And still … the stretch run was all about Liverpool. City were again relegated to the team somebody else had to beat. And in a game that, once again, obviously decided the title until it didn’t, City were on the wrong end. It’s tough to square that City’s 3-2 loss at Anfield, probably the most compelling game of the season, which pitted first against second, ended up having relatively little impact on the title race. City’s loss could very well have cost them the title. But the story of Liverpool was so unexpected, so dramatic, and so riveting, that again City became an afterthought.
The first half of the season belonged to Arsenal. The second half belonged to Liverpool. Manchester City just happened to win the title. Which is unfair. This Manchester City team had every right to be the leading man.
In that universe, we all would have anxiously awaited the resolution of City’s bold gamble. Would Manuel Pellegrini’s accomplishments really carry over to the Premier League? Sure, he’d taken teams deep into the Champions League, but his signature moments came with Villarreal and Malaga, and he lasted only one year with Real Madrid. And on top of that, to add four players with no Premier League experience, City had a giant gamble on their hands. It’s easy to shrug in retrospect and say it was a sure thing the new regime at City would work, and that director of football Txiki Begiristain’s master plan wouldn’t fail, given the amount of money spent. But, as City fans know after failed flirtations with Mario Balotelli, Maicon, Robinho, and others, expensive transfers sometimes simply don’t work. And even when one does, it frequently takes time.
This year it was United who dropped to sixth; two years ago it was Chelsea. Weird things happen. They happen when you change managers, they happen when you refresh personnel, they happen despite your having basically unlimited money to spend. They didn’t happen to City.
Fernandinho integrated seamlessly into a City side, while the man who plays his role for Brazil, Paulinho, struggled to fit in at Tottenham. Álvaro Negredo spent the first half of the year knocking in goals for fun, while his countryman Roberto Soldado couldn’t hit the broadside of a barn, again for Tottenham (sorry, Spurs fans). Jesús Navas, who had at one point in life been so reticent to travel, he turned down a spot on the Spanish national team, adjusted to Premier League life just fine. Only Stevan Jovetic, troubled by injuries, failed to truly make an impact for City this season. Maybe they got lucky, maybe they scouted better, maybe the La Liga experience of City’s management helped. Who knows the reasons? City’s transfers succeeded where others did not.

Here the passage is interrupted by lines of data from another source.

impl TransportHandle {
    /// Requests shutdown. Callable from any thread, does not wait.
    pub fn stop(&self) {
        let _ = self.stop.send(true);
    }

    /// Waits for the loop to exit and release its sockets
    pub async fn join(self) -> io::Result<()> {
        self.task
            .await
            .map_err(|e| io::Error::new(io::ErrorKind::Other, e))?
    }

    pub async fn shutdown(self) -> io::Result<()> {
        self.stop();
        self.join().await
    }

    pub fn state(&self) -> TransportState {
        TransportState::from_u8(self.shared.state.load(Ordering::Acquire))
    }

    pub fn local_addr(&self) -> SocketAddr {
        self.local_addr
    }

    pub fn connection_count(&self) -> usize {
        self.shared.connections.load(Ordering::Relaxed)
    }

    /// Snapshot lines handed to sockets so far
    pub fn frames_sent(&self) -> u64 {
        self.shared.frames_sent.load(Ordering::Relaxed)
    }

    /// Snapshots skipped because a peer still had unsent data
    pub fn coalesced(&self) -> u64 {
        self.shared.coalesced.load(Ordering::Relaxed)
    }
}
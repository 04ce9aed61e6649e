//! Mailbox actors with a bounded inbox and one worker thread each
//!
//! An [`Actor`] owns its state exclusively; the outside world reaches it only
//! through [`Mailbox::tell`], which never blocks. When the inbox is full, or the
//! actor is not running, the message is dropped and counted. Producers are
//! expected to treat a drop as lossy delivery, never as a fatal condition.
//!
//! Lifecycle: created → [`Mailbox::start`] → [`Mailbox::stop`] (terminal). The
//! worker exits after the message it is currently handling and does not drain
//! the rest of the inbox.

use crossbeam_channel::{bounded, select, Receiver, RecvTimeoutError, Sender, TrySendError};
use log::{debug, error, trace};
use std::any::Any;
use std::fmt;
use std::panic::{catch_unwind, AssertUnwindSafe};
use std::sync::atomic::{AtomicU64, AtomicU8, Ordering};
use std::sync::{Arc, Mutex};
use std::thread::{self, JoinHandle};
use std::time::{Duration, Instant};
use thiserror::Error;

pub const DEFAULT_MAILBOX_CAPACITY: usize = 10_000;

const CREATED: u8 = 0;
const RUNNING: u8 = 1;
const STOPPED: u8 = 2;

#[derive(Debug, Error)]
pub enum ActorError {
    #[error("handler failed: {0}")]
    Handler(String),
    #[error("handler panicked: {0}")]
    Panicked(String),
    #[error(transparent)]
    Protocol(#[from] shared::ProtocolError),
}

/// A message plus the metadata stamped on it at enqueue time
#[derive(Debug, Clone)]
pub struct Envelope<M> {
    pub sender: String,
    pub sent_at: Instant,
    pub payload: M,
}

impl<M> Envelope<M> {
    pub fn new(sender: impl Into<String>, payload: M) -> Self {
        Self {
            sender: sender.into(),
            sent_at: Instant::now(),
            payload,
        }
    }
}

/// Behaviour plugged into a [`Mailbox`].
///
/// `on_start`, `on_receive`, `on_error` and `on_stop` all run on the actor's
/// own worker thread. `on_dropped` runs on the producer's thread and therefore
/// has no access to actor state.
pub trait Actor: Send + 'static {
    type Message: Send + 'static;

    fn on_receive(&mut self, envelope: Envelope<Self::Message>) -> Result<(), ActorError>;

    fn on_start(&mut self, _id: &str) {}

    fn on_stop(&mut self, _id: &str) {}

    fn on_error(&mut self, id: &str, err: &ActorError) {
        error!("[actor-{}] {}", id, err);
    }

    fn on_dropped(_id: &str, _envelope: &Envelope<Self::Message>)
    where
        Self: Sized,
    {
    }
}
//! Logging setup
//!
//! Logs go to stderr through `tracing-subscriber`. `RUST_LOG` wins over the
//! verbosity flag. With file logging enabled a copy is written to a daily
//! rolling file under the config directory.

use crate::core::config_file::ConfigFile;
use crate::core::errors::FontgenContext;
use anyhow::Result;
use std::fs;
use std::path::PathBuf;
use tracing_appender::non_blocking::WorkerGuard;
use tracing_subscriber::{fmt, layer::SubscriberExt, util::SubscriberInitExt, EnvFilter};

/// File name prefix of the daily log files.
const LOG_FILE_PREFIX: &str = "fontgen.log";

/// Filter directive for a `-v` count.
pub fn level_for(verbosity: u8) -> &'static str {
    match verbosity {
        0 => "info",
        1 => "debug",
        _ => "trace",
    }
}

/// Path of today's log file.
pub fn current_log_file() -> PathBuf {
    let timestamp = chrono::Utc::now().format("%Y-%m-%d");
    ConfigFile::logs_dir().join(format!("{LOG_FILE_PREFIX}.{timestamp}"))
}

/// Install the global subscriber.
///
/// The returned guard flushes the log file when dropped, so the caller
/// keeps it alive for the whole run.
pub fn init(verbosity: u8, log_to_file: bool) -> Result<Option<WorkerGuard>> {
    let filter = EnvFilter::try_from_default_env()
        .unwrap_or_else(|_| EnvFilter::new(format!("{}={}", env!("CARGO_CRATE_NAME"), level_for(verbosity))));

    let (file_layer, guard) = if log_to_file {
        let logs_dir = ConfigFile::logs_dir();
        fs::create_dir_all(&logs_dir).with_file_context("create", &logs_dir)?;
        let appender = tracing_appender::rolling::daily(&logs_dir, LOG_FILE_PREFIX);
        let (writer, guard) = tracing_appender::non_blocking(appender);
        let layer = fmt::layer().with_writer(writer).with_ansi(false);
        (Some(layer), Some(guard))
    } else {
        (None, None)
    };

    tracing_subscriber::registry()
        .with(filter)
        .with(fmt::layer().with_writer(std::io::stderr).with_target(false))
        .with(file_layer)
        .try_init()?;

    if log_to_file {
        tracing::debug!(path = %current_log_file().display(), "logging to file");
    }
    Ok(guard)
}

#[cfg(test)]
mod tests {
    use super::*;

    #[test]
    fn verbosity_levels() {
        assert_eq!(level_for(0), "info");
        assert_eq!(level_for(1), "debug");
        assert_eq!(level_for(2), "trace");
        assert_eq!(level_for(9), "trace");
    }

    #[test]
    fn log_file_lives_under_the_config_dir() {
        let path = current_log_file();
        assert!(path.starts_with(ConfigFile::logs_dir()));
        assert!(path.file_name().unwrap().to_string_lossy().starts_with(LOG_FILE_PREFIX));
    }
}
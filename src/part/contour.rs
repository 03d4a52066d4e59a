//! Contours: connected runs of segments

use crate::geometry::Segment;
use kurbo::{Affine, BezPath, Point, Rect};
use serde::{Deserialize, Serialize};

/// An ordered, connected sequence of segments, open or closed.
#[derive(Debug, Clone, PartialEq, Serialize, Deserialize)]
pub struct Contour {
    pub segments: Vec<Segment>,
    pub closed: bool,
}

impl Contour {
    pub fn open(segments: Vec<Segment>) -> Self {
        Self { segments, closed: false }
    }

    pub fn closed(segments: Vec<Segment>) -> Self {
        Self { segments, closed: true }
    }

    pub fn start(&self) -> Option<Point> {
        self.segments.first().map(Segment::start)
    }

    pub fn end(&self) -> Option<Point> {
        self.segments.last().map(Segment::end)
    }

    /// Traverse the contour the other way round.
    pub fn reversed(&self) -> Self {
        let segments = self.segments.iter().rev().map(Segment::reversed).collect();
        Self { segments, closed: self.closed }
    }

    pub fn transformed(&self, affine: Affine) -> Self {
        let segments = self.segments.iter().map(|s| s.transformed(affine)).collect();
        Self { segments, closed: self.closed }
    }

    /// Signed area enclosed by the contour (kurbo's sign convention).
    ///
    /// Only meaningful for closed contours.
    pub fn signed_area(&self) -> f64 {
        self.segments.iter().map(Segment::signed_area).sum()
    }

    pub fn bounding_box(&self) -> Option<Rect> {
        self.segments
            .iter()
            .map(Segment::bounding_box)
            .reduce(|a, b| a.union(b))
    }

    pub fn to_bezpath(&self) -> BezPath {
        let mut path = BezPath::new();
        let Some(start) = self.start() else {
            return path;
        };
        path.move_to(start);
        for segment in &self.segments {
            match segment {
                Segment::Line(line) => path.line_to(line.p1),
                Segment::Bezier(cubic) => path.curve_to(cubic.p1, cubic.p2, cubic.p3),
            }
        }
        if self.closed {
            path.close_path();
        }
        path
    }

    /// Whether both contours trace the same geometry within `tolerance`.
    pub fn approx_eq(&self, other: &Contour, tolerance: f64) -> bool {
        self.closed == other.closed
            && self.segments.len() == other.segments.len()
            && self.segments.iter().zip(&other.segments).all(|(a, b)| {
                segment_points(a)
                    .iter()
                    .zip(segment_points(b).iter())
                    .all(|(p, q)| (*p - *q).hypot() <= tolerance)
                    && std::mem::discriminant(a) == std::mem::discriminant(b)
            })
    }
}

fn segment_points(segment: &Segment) -> Vec<Point> {
    match segment {
        Segment::Line(line) => vec![line.p0, line.p1],
        Segment::Bezier(c) => vec![c.p0, c.p1, c.p2, c.p3],
    }
}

And those new transfers don’t even include Martín Demichelis, who was brought in on the cheap and managed to play 27 Premier League games. And he at points wasn’t even City’s worst defender, as Vincent Kompany suffered alarming dips in his once lofty form.

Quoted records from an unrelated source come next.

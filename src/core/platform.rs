//! Platform-specific functionality and error handling.

/// Handle application errors: print the error chain to stderr and exit
/// with code 1.
pub fn handle_error(error: anyhow::Error) -> ! {
    eprintln!();
    eprintln!("Error running fontgen:");
    eprintln!("{error:#}");
    eprintln!();
    eprintln!("Try running with --help for usage information.");
    std::process::exit(1);
}

/// Parse the command line arguments.
pub fn get_cli_args() -> crate::core::cli::CliArgs {
    use clap::Parser;
    crate::core::cli::CliArgs::parse()
}
//! Point and vector helpers for glyph construction
//!
//! Glyph geometry lives in a y-down design space: the baseline is `y = 0`
//! and the mean line sits at `y = -mean`. Points are plain `kurbo::Point`s;
//! this module only adds the few measurements the outline builders need.

use kurbo::{Point, Vec2};

/// Shorthand constructor used throughout the glyph builders.
#[inline]
pub fn pt(x: f64, y: f64) -> Point {
    Point::new(x, y)
}

/// A bezier handle offset, relative to its anchor.
#[inline]
pub fn handle(x: f64, y: f64) -> Option<Vec2> {
    Some(Vec2::new(x, y))
}

/// Unsigned angle in degrees between `v` and `reference`, in `[0, 180]`.
///
/// Returns NaN when either vector has zero length.
pub fn angle_between(v: Vec2, reference: Vec2) -> f64 {
    let div = v.hypot() * reference.hypot();
    // Clamp so rounding never pushes acos outside its domain.
    let cos = (v.dot(reference) / div).clamp(-1.0, 1.0);
    cos.acos().to_degrees()
}

/// Signed angle of `v` in degrees, measured from +x.
///
/// Positive angles turn clockwise on screen because y points down.
pub fn signed_angle(v: Vec2) -> f64 {
    v.y.atan2(v.x).to_degrees()
}

/// Rotate `point` about `center` by `degrees`.
pub fn rotate_about(point: Point, center: Point, degrees: f64) -> Point {
    let (sin, cos) = degrees.to_radians().sin_cos();
    let d = point - center;
    center + Vec2::new(d.x * cos - d.y * sin, d.x * sin + d.y * cos)
}

/// Whether two points coincide within `tolerance`.
pub fn approx_eq(a: Point, b: Point, tolerance: f64) -> bool {
    (a - b).hypot() <= tolerance
}

#[cfg(test)]
mod tests {
    use super::*;

    #[test]
    fn angle_between_is_unsigned() {
        let x = Vec2::new(1.0, 0.0);
        assert!((angle_between(Vec2::new(0.0, 1.0), x) - 90.0).abs() < 1e-12);
        assert!((angle_between(Vec2::new(0.0, -1.0), x) - 90.0).abs() < 1e-12);
        assert!((angle_between(Vec2::new(-1.0, 0.0), x) - 180.0).abs() < 1e-12);
        assert!((angle_between(Vec2::new(1.0, 1.0), x) - 45.0).abs() < 1e-12);
    }

    #[test]
    fn angle_between_zero_vector_is_nan() {
        assert!(angle_between(Vec2::ZERO, Vec2::new(1.0, 0.0)).is_nan());
    }

    #[test]
    fn signed_angle_follows_screen_orientation() {
        assert!((signed_angle(Vec2::new(0.0, 1.0)) - 90.0).abs() < 1e-12);
        assert!((signed_angle(Vec2::new(0.0, -1.0)) + 90.0).abs() < 1e-12);
    }

    #[test]
    fn rotate_about_quarter_turn() {
        let rotated = rotate_about(pt(2.0, 1.0), pt(1.0, 1.0), 90.0);
        assert!(approx_eq(rotated, pt(1.0, 2.0), 1e-12));
    }
}
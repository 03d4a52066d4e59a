//! Error handling helpers
//!
//! Everything fallible returns `anyhow::Result`. Outline construction errors
//! are programmer errors (a builder composed parts that cannot be joined), so
//! they carry the operator name and operand index and are never retried.
//! File operations attach the path they touched.

use anyhow::Context;
use std::path::Path;

pub type FontgenResult<T> = anyhow::Result<T>;

/// Extension trait adding file context to results
pub trait FontgenContext<T> {
    /// Attach "failed to <operation> <path>" to an error
    fn with_file_context(self, operation: &str, path: &Path) -> FontgenResult<T>;
}

impl<T, E> FontgenContext<T> for Result<T, E>
where
    E: std::error::Error + Send + Sync + 'static,
{
    fn with_file_context(self, operation: &str, path: &Path) -> FontgenResult<T> {
        self.with_context(|| format!("failed to {} {}", operation, path.display()))
    }
}

/// Context message for a glyph that failed to build
pub fn glyph_context(family: &str, character: char) -> String {
    format!("failed to build {family} glyph {character:?} (U+{:04X})", character as u32)
}

#[cfg(test)]
mod tests {
    use super::*;

    #[test]
    fn file_context_names_operation_and_path() {
        let result: Result<(), std::io::Error> =
            Err(std::io::Error::new(std::io::ErrorKind::NotFound, "missing"));
        let error = result
            .with_file_context("read", Path::new("/tmp/settings.json"))
            .unwrap_err();
        assert_eq!(error.to_string(), "failed to read /tmp/settings.json");
    }

    #[test]
    fn glyph_context_shows_codepoint() {
        assert_eq!(
            glyph_context("Vekos", 'á').to_string(),
            "failed to build Vekos glyph 'á' (U+00E1)"
        );
    }
}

On top of all those new faces, two of City’s three best players, David Silva and Sergio Agüero, missed significant amounts of time due to injury, making it even more important that the third, Yaya Touré, had the best season of his already accomplished career.
At age 30, when most two-way players begin to drift into becoming one-and-a-half-way players, at best, Touré had the best offensive season of his career — not just in goals, which can be somewhat misleading, given that he takes penalties and had an outrageously good year taking free kicks, but with regard to his assuming a lot of playmaker duties in the final third of the field.
Manchester City were a championship-winning team, much like all championship-winning teams. They had their own very compelling story lines. Uncertainty to start, injuries and a suspect defense to overcome over the course of the season, big losses that threatened to torpedo their hopes. But because those story lines were never quite as compelling as those swirling around North London, Merseyside, and even the other half of Manchester, City’s championship will likely go underappreciated. They will be looked upon as the team that spent their way to the championship and underachieved in the process. They deserve better. Not only do they deserve the championship, they also deserve the story that goes with it. They’ve waited all year for it.